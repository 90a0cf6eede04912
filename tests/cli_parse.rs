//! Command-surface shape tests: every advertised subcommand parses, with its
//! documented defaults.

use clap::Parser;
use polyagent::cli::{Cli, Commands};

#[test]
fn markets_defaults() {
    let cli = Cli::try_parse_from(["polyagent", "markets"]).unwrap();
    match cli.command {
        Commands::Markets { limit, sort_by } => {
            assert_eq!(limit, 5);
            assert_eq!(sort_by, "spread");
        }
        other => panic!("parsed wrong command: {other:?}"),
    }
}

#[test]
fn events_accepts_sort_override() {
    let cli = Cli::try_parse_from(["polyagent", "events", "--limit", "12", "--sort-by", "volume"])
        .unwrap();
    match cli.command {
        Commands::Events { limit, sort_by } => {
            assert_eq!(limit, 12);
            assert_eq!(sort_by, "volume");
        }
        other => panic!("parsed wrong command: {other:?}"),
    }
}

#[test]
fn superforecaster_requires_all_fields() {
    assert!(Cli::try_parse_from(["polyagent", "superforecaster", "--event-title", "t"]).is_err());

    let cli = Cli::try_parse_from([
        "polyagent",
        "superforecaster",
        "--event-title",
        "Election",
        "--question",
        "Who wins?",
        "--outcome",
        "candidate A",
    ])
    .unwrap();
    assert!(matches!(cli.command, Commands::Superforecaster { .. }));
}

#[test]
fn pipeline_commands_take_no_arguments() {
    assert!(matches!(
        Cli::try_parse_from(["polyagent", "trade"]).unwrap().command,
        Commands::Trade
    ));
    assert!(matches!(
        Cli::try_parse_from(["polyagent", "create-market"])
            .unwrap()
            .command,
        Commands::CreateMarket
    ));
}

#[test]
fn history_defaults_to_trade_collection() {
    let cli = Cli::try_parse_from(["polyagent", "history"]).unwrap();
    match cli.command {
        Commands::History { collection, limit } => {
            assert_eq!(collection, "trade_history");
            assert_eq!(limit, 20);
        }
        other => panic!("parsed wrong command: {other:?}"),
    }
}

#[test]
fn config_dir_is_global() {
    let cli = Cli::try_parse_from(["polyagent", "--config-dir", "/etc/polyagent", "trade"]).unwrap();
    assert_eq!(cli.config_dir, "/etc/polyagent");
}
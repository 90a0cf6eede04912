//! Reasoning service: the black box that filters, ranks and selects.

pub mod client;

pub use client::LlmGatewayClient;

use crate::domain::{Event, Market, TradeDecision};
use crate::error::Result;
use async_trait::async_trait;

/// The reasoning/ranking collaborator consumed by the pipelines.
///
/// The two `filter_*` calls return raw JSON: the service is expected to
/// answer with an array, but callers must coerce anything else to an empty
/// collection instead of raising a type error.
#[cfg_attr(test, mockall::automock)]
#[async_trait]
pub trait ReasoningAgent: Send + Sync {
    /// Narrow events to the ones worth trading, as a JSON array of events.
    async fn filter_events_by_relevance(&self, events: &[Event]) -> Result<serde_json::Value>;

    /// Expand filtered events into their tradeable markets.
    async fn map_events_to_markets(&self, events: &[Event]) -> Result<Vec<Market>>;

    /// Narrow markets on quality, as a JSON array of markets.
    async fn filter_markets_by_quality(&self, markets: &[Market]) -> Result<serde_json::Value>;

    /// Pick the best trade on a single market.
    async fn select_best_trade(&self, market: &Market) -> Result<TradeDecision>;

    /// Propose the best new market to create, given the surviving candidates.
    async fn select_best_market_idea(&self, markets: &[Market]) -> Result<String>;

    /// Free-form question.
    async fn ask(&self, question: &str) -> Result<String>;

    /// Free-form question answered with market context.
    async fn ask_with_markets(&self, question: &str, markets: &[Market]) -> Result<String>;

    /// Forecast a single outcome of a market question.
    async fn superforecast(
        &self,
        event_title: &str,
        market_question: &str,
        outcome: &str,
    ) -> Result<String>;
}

* Action item:
Write the number of lines in the listing above that contain the word "limit". No other text should appear.

* Problem solution:
7